_Try it_:
From the entries below, gather each line containing the word "bool".

_Data for this task_:
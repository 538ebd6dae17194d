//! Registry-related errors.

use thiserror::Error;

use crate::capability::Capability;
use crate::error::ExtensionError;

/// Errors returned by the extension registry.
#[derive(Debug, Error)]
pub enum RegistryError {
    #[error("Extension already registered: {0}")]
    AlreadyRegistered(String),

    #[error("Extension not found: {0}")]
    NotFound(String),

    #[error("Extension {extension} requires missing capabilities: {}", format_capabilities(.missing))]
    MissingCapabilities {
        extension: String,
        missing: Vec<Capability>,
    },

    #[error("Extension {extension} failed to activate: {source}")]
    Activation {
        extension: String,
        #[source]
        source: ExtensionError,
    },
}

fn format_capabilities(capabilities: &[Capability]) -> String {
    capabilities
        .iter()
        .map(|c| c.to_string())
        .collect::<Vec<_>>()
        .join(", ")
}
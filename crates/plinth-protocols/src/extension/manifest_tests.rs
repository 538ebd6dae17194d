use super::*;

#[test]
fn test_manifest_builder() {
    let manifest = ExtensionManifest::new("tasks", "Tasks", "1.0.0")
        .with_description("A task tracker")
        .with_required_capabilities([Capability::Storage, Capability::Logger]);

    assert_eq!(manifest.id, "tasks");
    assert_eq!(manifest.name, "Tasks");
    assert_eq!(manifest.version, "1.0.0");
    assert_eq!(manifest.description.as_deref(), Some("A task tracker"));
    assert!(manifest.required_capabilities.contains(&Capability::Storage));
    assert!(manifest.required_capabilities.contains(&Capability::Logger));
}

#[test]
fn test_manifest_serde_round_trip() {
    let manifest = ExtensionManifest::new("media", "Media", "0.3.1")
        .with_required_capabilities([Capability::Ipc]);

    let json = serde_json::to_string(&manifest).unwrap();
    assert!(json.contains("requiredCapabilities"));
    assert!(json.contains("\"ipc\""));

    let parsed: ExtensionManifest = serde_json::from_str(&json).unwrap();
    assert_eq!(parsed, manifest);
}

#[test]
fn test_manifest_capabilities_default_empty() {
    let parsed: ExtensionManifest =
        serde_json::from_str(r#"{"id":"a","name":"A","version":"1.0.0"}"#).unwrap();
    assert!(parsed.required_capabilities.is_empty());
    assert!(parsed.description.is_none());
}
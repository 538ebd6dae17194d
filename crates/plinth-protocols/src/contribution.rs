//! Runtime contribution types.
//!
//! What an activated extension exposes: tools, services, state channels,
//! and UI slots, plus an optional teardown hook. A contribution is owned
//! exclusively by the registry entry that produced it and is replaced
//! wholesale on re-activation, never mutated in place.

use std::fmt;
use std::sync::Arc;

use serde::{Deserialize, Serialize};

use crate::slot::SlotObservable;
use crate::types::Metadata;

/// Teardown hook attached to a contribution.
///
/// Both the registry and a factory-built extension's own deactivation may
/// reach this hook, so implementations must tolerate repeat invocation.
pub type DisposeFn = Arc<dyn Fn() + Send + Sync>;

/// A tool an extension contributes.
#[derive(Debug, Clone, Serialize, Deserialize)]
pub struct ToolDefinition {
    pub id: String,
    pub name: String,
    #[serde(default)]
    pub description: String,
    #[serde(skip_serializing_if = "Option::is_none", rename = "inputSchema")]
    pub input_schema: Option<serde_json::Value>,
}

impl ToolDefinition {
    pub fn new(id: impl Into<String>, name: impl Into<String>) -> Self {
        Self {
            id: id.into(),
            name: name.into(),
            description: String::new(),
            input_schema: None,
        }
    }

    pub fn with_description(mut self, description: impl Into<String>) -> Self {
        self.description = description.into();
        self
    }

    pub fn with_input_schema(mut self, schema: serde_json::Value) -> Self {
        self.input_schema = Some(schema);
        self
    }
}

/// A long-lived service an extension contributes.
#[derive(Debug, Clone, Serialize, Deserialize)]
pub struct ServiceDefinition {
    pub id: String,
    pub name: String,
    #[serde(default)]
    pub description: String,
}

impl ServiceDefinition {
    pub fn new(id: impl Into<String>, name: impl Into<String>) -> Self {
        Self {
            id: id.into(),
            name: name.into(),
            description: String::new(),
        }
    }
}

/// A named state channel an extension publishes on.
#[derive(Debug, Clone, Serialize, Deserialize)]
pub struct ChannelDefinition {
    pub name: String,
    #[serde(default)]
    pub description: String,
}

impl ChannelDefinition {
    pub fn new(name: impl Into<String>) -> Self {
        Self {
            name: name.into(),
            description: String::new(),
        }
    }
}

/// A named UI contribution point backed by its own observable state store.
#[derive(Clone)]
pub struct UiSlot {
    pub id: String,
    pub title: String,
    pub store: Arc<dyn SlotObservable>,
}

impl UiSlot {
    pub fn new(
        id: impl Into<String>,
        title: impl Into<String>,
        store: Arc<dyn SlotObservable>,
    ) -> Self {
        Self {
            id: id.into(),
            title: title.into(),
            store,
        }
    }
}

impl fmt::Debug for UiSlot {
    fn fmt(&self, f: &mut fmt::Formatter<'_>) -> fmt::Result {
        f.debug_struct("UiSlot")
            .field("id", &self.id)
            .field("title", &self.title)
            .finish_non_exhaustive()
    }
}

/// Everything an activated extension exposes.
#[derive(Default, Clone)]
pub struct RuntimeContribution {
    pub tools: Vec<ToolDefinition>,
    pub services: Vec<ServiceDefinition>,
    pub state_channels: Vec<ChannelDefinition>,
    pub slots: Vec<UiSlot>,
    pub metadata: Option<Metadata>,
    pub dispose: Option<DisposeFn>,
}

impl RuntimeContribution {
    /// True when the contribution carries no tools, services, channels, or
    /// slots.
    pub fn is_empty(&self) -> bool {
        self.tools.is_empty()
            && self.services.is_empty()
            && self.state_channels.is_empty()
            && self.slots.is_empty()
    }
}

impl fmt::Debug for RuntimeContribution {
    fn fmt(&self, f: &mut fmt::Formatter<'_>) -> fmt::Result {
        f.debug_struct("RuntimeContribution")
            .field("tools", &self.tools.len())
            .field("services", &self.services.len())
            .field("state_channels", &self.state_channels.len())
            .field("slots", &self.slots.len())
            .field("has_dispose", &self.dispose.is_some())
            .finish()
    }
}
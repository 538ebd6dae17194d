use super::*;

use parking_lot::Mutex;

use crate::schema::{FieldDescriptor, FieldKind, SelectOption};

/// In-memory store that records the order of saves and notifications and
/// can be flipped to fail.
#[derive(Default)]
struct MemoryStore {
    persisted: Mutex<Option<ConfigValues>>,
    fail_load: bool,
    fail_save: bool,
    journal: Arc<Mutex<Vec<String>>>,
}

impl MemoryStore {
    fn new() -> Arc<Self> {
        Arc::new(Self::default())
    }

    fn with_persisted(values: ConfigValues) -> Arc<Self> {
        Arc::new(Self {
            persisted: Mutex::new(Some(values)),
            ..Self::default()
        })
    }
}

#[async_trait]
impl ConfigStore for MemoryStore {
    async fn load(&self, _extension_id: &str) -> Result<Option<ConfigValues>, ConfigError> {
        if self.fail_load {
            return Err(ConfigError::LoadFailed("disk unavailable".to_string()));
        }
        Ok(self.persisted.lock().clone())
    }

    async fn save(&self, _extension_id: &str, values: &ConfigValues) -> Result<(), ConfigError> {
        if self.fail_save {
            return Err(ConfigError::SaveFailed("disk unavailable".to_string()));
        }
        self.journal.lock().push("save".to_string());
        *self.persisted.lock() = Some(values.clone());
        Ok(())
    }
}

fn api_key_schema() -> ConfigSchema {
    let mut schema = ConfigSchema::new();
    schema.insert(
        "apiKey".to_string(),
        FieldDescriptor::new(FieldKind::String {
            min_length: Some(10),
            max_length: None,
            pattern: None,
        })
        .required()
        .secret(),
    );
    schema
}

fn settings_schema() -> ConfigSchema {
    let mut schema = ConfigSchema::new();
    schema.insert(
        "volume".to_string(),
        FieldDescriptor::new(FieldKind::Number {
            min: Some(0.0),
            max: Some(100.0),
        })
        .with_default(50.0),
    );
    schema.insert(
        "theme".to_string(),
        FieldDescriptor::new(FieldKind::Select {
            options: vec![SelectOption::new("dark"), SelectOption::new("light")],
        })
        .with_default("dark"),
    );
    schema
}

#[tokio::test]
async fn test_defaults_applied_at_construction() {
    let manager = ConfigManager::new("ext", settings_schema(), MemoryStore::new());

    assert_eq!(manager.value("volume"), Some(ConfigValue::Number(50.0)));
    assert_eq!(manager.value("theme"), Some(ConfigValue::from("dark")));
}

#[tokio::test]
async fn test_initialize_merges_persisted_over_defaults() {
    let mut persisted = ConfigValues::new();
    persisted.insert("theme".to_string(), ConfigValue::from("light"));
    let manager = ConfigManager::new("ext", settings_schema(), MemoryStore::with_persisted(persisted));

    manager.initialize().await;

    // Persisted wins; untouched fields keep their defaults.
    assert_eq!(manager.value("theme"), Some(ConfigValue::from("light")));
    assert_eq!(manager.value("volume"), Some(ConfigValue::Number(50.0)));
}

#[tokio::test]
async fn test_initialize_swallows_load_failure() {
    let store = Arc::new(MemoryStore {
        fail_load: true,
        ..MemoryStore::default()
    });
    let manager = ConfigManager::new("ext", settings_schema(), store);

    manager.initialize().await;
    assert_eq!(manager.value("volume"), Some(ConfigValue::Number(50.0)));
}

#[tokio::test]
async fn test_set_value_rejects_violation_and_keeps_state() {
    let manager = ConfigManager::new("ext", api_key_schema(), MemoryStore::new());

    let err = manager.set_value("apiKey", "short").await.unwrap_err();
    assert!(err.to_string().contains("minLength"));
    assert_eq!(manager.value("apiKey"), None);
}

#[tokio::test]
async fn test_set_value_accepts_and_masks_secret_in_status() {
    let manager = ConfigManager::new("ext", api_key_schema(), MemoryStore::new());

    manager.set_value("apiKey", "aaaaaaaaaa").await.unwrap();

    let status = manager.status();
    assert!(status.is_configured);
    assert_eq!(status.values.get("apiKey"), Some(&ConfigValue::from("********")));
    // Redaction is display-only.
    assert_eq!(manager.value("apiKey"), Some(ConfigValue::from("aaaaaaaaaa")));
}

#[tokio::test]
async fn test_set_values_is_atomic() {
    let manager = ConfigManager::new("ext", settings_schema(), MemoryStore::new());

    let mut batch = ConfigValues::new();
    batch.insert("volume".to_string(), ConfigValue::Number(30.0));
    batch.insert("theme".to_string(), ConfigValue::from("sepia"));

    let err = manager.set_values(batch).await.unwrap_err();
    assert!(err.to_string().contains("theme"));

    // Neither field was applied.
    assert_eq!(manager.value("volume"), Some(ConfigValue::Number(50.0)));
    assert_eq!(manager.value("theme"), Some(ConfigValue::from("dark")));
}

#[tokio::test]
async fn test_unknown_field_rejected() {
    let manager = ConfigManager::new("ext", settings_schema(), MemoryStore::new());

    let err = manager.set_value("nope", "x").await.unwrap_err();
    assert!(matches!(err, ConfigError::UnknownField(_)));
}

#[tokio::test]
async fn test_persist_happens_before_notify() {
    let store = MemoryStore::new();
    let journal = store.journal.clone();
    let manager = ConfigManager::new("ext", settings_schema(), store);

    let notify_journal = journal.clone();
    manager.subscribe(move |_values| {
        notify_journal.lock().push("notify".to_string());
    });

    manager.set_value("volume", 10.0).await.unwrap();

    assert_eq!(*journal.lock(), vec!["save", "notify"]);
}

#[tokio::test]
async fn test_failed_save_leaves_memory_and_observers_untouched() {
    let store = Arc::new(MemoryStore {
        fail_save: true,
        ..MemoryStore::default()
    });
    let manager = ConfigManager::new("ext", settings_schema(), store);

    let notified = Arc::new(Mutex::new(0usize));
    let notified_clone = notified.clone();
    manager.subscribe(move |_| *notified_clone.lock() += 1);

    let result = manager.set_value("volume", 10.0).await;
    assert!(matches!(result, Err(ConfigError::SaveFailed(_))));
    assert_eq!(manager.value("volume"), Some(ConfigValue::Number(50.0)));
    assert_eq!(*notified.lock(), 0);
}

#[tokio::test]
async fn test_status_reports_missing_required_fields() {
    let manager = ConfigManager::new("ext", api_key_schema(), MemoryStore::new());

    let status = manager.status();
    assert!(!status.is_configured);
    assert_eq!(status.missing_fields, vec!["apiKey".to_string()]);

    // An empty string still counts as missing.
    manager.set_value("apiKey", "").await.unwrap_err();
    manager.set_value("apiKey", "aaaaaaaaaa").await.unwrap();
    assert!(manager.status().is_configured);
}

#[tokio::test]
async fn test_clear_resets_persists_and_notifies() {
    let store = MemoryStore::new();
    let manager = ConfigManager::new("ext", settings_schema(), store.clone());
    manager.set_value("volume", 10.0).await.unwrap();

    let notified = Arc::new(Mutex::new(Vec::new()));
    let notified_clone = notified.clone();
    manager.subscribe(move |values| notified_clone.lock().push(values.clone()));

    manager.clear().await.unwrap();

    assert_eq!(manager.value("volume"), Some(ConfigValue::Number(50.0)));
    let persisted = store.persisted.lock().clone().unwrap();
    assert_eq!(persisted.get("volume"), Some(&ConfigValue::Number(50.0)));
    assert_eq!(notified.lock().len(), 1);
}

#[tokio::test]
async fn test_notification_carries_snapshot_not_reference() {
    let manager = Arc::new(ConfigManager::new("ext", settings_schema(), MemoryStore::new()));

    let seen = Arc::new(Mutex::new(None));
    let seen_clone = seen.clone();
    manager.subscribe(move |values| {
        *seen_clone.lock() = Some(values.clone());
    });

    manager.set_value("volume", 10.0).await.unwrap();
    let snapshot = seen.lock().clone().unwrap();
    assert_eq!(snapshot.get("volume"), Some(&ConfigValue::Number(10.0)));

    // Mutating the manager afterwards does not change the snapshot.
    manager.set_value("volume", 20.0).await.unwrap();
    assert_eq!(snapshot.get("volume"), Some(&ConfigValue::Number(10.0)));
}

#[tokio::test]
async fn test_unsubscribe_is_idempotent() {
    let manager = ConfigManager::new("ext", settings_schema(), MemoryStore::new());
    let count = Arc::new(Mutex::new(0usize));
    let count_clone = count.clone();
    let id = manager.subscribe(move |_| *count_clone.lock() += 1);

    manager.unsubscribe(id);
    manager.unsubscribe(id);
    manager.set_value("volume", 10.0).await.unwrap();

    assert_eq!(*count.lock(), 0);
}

* * *

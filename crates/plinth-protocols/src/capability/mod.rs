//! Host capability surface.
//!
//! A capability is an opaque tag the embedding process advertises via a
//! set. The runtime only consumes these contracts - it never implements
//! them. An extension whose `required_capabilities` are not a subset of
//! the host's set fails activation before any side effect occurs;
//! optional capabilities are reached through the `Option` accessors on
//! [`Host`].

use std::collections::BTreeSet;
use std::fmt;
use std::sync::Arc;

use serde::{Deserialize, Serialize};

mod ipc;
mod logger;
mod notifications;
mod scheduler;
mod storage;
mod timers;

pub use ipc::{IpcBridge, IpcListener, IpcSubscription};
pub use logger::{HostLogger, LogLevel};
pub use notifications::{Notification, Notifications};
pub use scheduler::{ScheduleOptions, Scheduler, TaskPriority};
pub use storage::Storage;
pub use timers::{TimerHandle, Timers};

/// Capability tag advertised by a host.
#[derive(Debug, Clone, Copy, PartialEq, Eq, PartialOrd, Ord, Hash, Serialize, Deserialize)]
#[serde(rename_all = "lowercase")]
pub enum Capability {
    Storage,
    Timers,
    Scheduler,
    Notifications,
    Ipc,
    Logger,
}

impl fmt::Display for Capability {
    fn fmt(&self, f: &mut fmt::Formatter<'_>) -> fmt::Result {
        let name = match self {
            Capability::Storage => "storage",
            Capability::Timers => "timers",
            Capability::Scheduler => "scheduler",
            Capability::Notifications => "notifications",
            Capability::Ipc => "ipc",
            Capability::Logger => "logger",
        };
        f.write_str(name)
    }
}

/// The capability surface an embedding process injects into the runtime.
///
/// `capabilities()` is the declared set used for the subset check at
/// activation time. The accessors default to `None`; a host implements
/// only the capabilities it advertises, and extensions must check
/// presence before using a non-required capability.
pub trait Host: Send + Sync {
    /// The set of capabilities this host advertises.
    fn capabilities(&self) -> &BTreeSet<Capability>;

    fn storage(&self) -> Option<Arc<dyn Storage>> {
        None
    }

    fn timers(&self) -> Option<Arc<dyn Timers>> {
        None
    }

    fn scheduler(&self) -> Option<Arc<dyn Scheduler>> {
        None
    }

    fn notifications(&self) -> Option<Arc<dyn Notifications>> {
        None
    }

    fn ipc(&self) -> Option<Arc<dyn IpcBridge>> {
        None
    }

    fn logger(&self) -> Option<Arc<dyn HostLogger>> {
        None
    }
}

--

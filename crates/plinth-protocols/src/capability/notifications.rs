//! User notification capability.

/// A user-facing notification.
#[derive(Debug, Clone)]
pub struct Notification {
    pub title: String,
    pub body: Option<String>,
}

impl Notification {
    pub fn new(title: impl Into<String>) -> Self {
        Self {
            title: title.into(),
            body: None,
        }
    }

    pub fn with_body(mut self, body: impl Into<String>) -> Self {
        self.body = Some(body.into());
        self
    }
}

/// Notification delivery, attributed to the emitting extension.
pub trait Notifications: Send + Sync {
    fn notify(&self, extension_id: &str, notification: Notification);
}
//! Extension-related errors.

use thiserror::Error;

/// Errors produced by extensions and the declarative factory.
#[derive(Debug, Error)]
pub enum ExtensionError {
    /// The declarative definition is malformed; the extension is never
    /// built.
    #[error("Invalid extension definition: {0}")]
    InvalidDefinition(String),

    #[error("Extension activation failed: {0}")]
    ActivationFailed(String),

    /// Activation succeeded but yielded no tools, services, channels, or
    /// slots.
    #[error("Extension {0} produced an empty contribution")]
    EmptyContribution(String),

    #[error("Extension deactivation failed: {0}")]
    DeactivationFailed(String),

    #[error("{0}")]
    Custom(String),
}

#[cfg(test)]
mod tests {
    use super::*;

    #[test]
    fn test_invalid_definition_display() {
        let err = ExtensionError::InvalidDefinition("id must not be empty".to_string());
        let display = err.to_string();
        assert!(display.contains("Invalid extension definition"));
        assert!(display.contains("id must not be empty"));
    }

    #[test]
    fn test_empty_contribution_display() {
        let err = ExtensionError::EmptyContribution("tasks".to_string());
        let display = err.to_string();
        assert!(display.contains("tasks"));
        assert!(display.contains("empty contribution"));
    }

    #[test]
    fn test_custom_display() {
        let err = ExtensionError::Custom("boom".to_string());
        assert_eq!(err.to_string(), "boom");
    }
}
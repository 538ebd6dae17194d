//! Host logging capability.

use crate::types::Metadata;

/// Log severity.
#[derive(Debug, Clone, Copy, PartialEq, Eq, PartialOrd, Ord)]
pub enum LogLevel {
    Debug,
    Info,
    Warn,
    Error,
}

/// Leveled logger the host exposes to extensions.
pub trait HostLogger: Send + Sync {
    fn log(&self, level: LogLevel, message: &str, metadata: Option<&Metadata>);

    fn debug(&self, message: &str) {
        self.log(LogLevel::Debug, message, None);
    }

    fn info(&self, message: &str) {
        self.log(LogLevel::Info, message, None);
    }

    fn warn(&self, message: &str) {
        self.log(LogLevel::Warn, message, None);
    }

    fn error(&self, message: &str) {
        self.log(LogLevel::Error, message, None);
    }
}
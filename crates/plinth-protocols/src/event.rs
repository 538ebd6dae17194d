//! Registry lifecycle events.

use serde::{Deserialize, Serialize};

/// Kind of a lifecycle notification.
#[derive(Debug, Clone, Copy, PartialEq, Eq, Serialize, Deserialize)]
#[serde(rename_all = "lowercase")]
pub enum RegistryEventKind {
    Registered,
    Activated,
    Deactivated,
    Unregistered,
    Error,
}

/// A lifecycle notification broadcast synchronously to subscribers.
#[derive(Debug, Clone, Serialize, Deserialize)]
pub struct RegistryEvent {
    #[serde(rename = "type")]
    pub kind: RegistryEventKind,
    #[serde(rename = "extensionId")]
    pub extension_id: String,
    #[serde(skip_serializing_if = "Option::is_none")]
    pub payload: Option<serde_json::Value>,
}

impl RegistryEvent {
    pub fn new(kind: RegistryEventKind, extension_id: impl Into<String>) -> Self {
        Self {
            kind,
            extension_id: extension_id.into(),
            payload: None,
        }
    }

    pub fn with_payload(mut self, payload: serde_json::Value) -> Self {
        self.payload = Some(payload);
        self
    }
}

_Result_:
    pub fn is_empty(&self) -> bool {
    fail_load: bool,
    fail_save: bool,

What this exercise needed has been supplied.